SAN BENEDETTO DEL TRONTO – Gran parte degli applausi sono andati ai fuochi piromusicali che, attorno all’una di notte, hanno schiarito le acque antistanti la spiaggia libera numero 1 ed illuminato le facce dei tanti presenti, rimasti affascinati col naso all’insù per venti minuti. Emozioni allo stato puro, già provate nel 2009 (seppur in dose minore) e che l’anno scorso dovettero cedere il passo al maltempo e al mare mosso.
Per il resto, l’ottava Notte Bianca sambenedettese ha ricalcato le edizioni precedenti. Con l’eccezione del taglio della torta in via Montebello, sostituito da un più asciutto brindisi in piazza Giorgini, a cui hanno partecipato il sindaco Gaspari e l’assessore al Commercio Fabio Urbinati, oltre che gli organizzatori, capitanati da Vincenzo Amato.
Il primo cittadino sottolinea “la voglia di ritrovarsi assieme per vivere una notte di festa”, ma al contempo rivela alla stampa come il futuro della Notte Bianca sia legato ad un necessario cambio di mentalità da parte dei commercianti: “L’evento non è mai stato in dubbio – precisa – era certo che si sarebbe svolto. Abbiamo solamente dovuto definire le modalità e l’accordo è stato trovato, tra persone di buon senso. Tuttavia dico che l’autofinanziamento è necessario. Non è più pensabile che i Comuni, in situazioni di crisi come questa, finanzino attività che non sono indispensabili al funzionamento dell’ente. Le risposte che dobbiamo dare sono altre. L’amministrazione deve svolgere compiti istituzionali, non possiamo essere noi quelli che pagano, al massimo possiamo promuovere e favorire queste iniziative”. E punzecchia: “E’ troppo facile ottenere dei profitti con altri che investono per te. Occorre responsabilizzarsi”.
L’affluenza, rispetto al 2010 è sembrata inferiore. L’esatto contrario dei commercianti abusivi, che hanno letteralmente invaso la Riviera. “Mi pare di notare una presenza ridotta di ambulanti non autorizzati”, aveva affermato Gaspari attorno alla mezzanotte. Tesi vera se riferita ai venditori di bevande alcoliche, errata se inerente ai distributori di collanine, cappelli e cerchietti luminosi. La conferma in tal senso è arrivata da Giuseppe Coccia: “I venditori di alcol – ha dichiarato a Rivieraoggi.it il comandante della Polizia Municipale – sono stati molti di meno. Purtroppo sono aumentati gli altri, i sequestri sono stati numerosi”.

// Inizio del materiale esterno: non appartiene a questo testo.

//! Retrieval data models

use serde::{Deserialize, Serialize};

/// A single retrieved context passage
#[derive(Debug, Clone, Serialize, Deserialize, PartialEq)]
pub struct Passage {
    /// Passage text
    pub text: String,

    /// Relevance score reported by the backend, if any
    #[serde(default, skip_serializing_if = "Option::is_none")]
    pub score: Option<f32>,
}

impl Passage {
    /// Create a passage without a score
    #[must_use]
    pub fn new(text: impl Into<String>) -> Self {
        Self {
            text: text.into(),
            score: None,
        }
    }
}
//! PersonaRelay HTTP presentation layer
//!
//! This crate provides the HTTP API for PersonaRelay. One router serves
//! whichever orchestration variant the process is configured for.

pub mod error;
pub mod handlers;
pub mod routes;
pub mod state;

pub use error::ApiError;
pub use routes::create_router;
pub use state::AppState;
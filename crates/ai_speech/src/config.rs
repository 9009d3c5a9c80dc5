//! Configuration for the speech synthesis client

use std::path::PathBuf;

use serde::{Deserialize, Serialize};

use crate::types::AudioFormat;

/// Configuration for the fish-speech synthesis backend
#[derive(Debug, Clone, Serialize, Deserialize)]
pub struct SpeechConfig {
    /// Base URL of the fish-speech server
    #[serde(default = "default_base_url")]
    pub base_url: String,

    /// Reference voice identifier understood by the server, if any
    #[serde(default)]
    pub reference_id: Option<String>,

    /// Directory synthesized audio files are written into
    #[serde(default = "default_output_dir")]
    pub output_dir: PathBuf,

    /// Output audio format
    #[serde(default)]
    pub output_format: AudioFormat,

    /// Request timeout in milliseconds
    #[serde(default = "default_timeout_ms")]
    pub timeout_ms: u64,
}

fn default_base_url() -> String {
    "http://127.0.0.1:8080".to_string()
}

fn default_output_dir() -> PathBuf {
    PathBuf::from("generated_audio")
}

const fn default_timeout_ms() -> u64 {
    60000
}

impl Default for SpeechConfig {
    fn default() -> Self {
        Self {
            base_url: default_base_url(),
            reference_id: None,
            output_dir: default_output_dir(),
            output_format: AudioFormat::default(),
            timeout_ms: default_timeout_ms(),
        }
    }
}

impl SpeechConfig {
    /// Validate the configuration
    ///
    /// # Errors
    ///
    /// Returns a message describing the first invalid field.
    pub fn validate(&self) -> Result<(), String> {
        if self.base_url.trim().is_empty() {
            return Err("base_url must not be empty".to_string());
        }
        if self.output_dir.as_os_str().is_empty() {
            return Err("output_dir must not be empty".to_string());
        }
        Ok(())
    }
}
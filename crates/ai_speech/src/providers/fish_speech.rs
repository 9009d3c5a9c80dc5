//! fish-speech Text-to-Speech provider
//!
//! Implements [`TextToSpeech`] against a fish-speech HTTP server. The server
//! answers `POST /v1/tts` with raw audio bytes; this provider writes them to
//! the configured output directory and returns the file path.

use std::time::Duration;

use async_trait::async_trait;
use reqwest::Client;
use serde::Serialize;
use tracing::{debug, error, instrument, warn};
use uuid::Uuid;

use crate::config::SpeechConfig;
use crate::error::SpeechError;
use crate::ports::TextToSpeech;
use crate::types::{AudioFormat, SynthesizedAudio};

/// TTS provider backed by a fish-speech server
#[derive(Debug, Clone)]
pub struct FishSpeechProvider {
    client: Client,
    config: SpeechConfig,
}

/// fish-speech synthesis request body
#[derive(Debug, Serialize)]
struct TtsRequest<'a> {
    text: &'a str,
    #[serde(skip_serializing_if = "Option::is_none")]
    reference_id: Option<&'a str>,
    format: &'a str,
}

impl FishSpeechProvider {
    /// Create a new fish-speech provider
    ///
    /// # Errors
    ///
    /// Returns [`SpeechError::Configuration`] if the configuration is
    /// invalid or the HTTP client cannot be built.
    pub fn new(config: SpeechConfig) -> Result<Self, SpeechError> {
        config.validate().map_err(SpeechError::Configuration)?;

        let client = Client::builder()
            .timeout(Duration::from_millis(config.timeout_ms))
            .build()
            .map_err(|e| {
                SpeechError::Configuration(format!("Failed to create HTTP client: {e}"))
            })?;

        Ok(Self { client, config })
    }

    /// Build the TTS endpoint URL
    fn tts_url(&self) -> String {
        format!("{}/v1/tts", self.config.base_url.trim_end_matches('/'))
    }

    /// Build the health endpoint URL
    fn health_url(&self) -> String {
        format!("{}/v1/health", self.config.base_url.trim_end_matches('/'))
    }

    /// Write audio bytes to a fresh file in the output directory
    async fn write_audio(&self, data: &[u8]) -> Result<SynthesizedAudio, SpeechError> {
        let format = self.config.output_format;
        let filename = format!("{}.{}", Uuid::new_v4(), format.extension());
        let path = self.config.output_dir.join(filename);

        tokio::fs::create_dir_all(&self.config.output_dir)
            .await
            .map_err(|e| SpeechError::OutputFailed(format!("create output dir: {e}")))?;

        tokio::fs::write(&path, data)
            .await
            .map_err(|e| SpeechError::OutputFailed(format!("write {}: {e}", path.display())))?;

        debug!(path = %path.display(), size = data.len(), "Wrote synthesized audio");

        Ok(SynthesizedAudio {
            path,
            format,
            size_bytes: data.len(),
        })
    }
}

#[async_trait]
impl TextToSpeech for FishSpeechProvider {
    #[instrument(skip(self, text), fields(text_len = text.len()))]
    async fn synthesize(&self, text: &str) -> Result<SynthesizedAudio, SpeechError> {
        if text.is_empty() {
            return Err(SpeechError::SynthesisFailed(
                "Cannot synthesize empty text".to_string(),
            ));
        }

        let body = TtsRequest {
            text,
            reference_id: self.config.reference_id.as_deref(),
            format: self.config.output_format.wire_name(),
        };

        debug!("Sending synthesis request to fish-speech");

        let response = self.client.post(self.tts_url()).json(&body).send().await?;

        if !response.status().is_success() {
            let status = response.status();
            let body = response.text().await.unwrap_or_default();
            error!(status = %status, body = %body, "Synthesis request failed");
            return Err(SpeechError::SynthesisFailed(format!(
                "Status {status}: {body}"
            )));
        }

        let audio = response.bytes().await.map_err(|e| {
            SpeechError::InvalidResponse(format!("reading audio body failed: {e}"))
        })?;

        if audio.is_empty() {
            warn!("fish-speech returned an empty audio body");
            return Err(SpeechError::SynthesisFailed(
                "Server produced empty audio".to_string(),
            ));
        }

        self.write_audio(&audio).await
    }

    async fn is_available(&self) -> bool {
        self.client
            .get(self.health_url())
            .timeout(Duration::from_secs(5))
            .send()
            .await
            .map(|resp| resp.status().is_success())
            .unwrap_or(false)
    }

    fn output_format(&self) -> AudioFormat {
        self.config.output_format
    }
}

#[cfg(test)]
mod tests {
    use super::*;

    #[test]
    fn creates_provider_with_valid_config() {
        let provider = FishSpeechProvider::new(SpeechConfig::default());
        assert!(provider.is_ok());
    }

    #[test]
    fn rejects_invalid_config() {
        let config = SpeechConfig {
            base_url: String::new(),
            ..Default::default()
        };
        assert!(matches!(
            FishSpeechProvider::new(config),
            Err(SpeechError::Configuration(_))
        ));
    }

    #[test]
    fn tts_url_strips_trailing_slash() {
        let config = SpeechConfig {
            base_url: "http://localhost:8080/".to_string(),
            ..Default::default()
        };
        let provider = FishSpeechProvider::new(config).unwrap();
        assert_eq!(provider.tts_url(), "http://localhost:8080/v1/tts");
        assert_eq!(provider.health_url(), "http://localhost:8080/v1/health");
    }

    #[tokio::test]
    async fn empty_text_is_rejected_before_any_request() {
        // base_url points nowhere; the guard must fire first.
        let config = SpeechConfig {
            base_url: "http://127.0.0.1:1".to_string(),
            ..Default::default()
        };
        let provider = FishSpeechProvider::new(config).unwrap();

        let result = provider.synthesize("").await;
        assert!(matches!(result, Err(SpeechError::SynthesisFailed(_))));
    }

    #[test]
    fn output_format_reflects_config() {
        let config = SpeechConfig {
            output_format: AudioFormat::Mp3,
            ..Default::default()
        };
        let provider = FishSpeechProvider::new(config).unwrap();
        assert_eq!(provider.output_format(), AudioFormat::Mp3);
    }
}
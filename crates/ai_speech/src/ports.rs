//! Port definition for text-to-speech providers

use async_trait::async_trait;

use crate::error::SpeechError;
use crate::types::{AudioFormat, SynthesizedAudio};

/// Port for text-to-speech synthesis
#[async_trait]
pub trait TextToSpeech: Send + Sync {
    /// Synthesize speech for the given text and persist it locally
    ///
    /// # Errors
    ///
    /// Returns [`SpeechError::SynthesisFailed`] for empty input or backend
    /// failures, and [`SpeechError::OutputFailed`] when the audio cannot be
    /// written to disk.
    async fn synthesize(&self, text: &str) -> Result<SynthesizedAudio, SpeechError>;

    /// Check whether the synthesis service is reachable
    async fn is_available(&self) -> bool;

    /// Output format produced by this provider
    fn output_format(&self) -> AudioFormat;
}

VIABILITA’ Sul versante della viabilità, sempre la Polizia Municipale s’è mostrata soddisfatta. Alle 2, una sessantina erano stati gli scarichi operati dai bus sul lungomare. Considerando una portata di cento persone ogni volta, il numero dei soggetti trasportati dai pullman si è assestato sulle 6 mila unità. “Tantissima gente è venuta a piedi e in bicicletta – ha concluso Coccia – E’ stato un bel segnale”.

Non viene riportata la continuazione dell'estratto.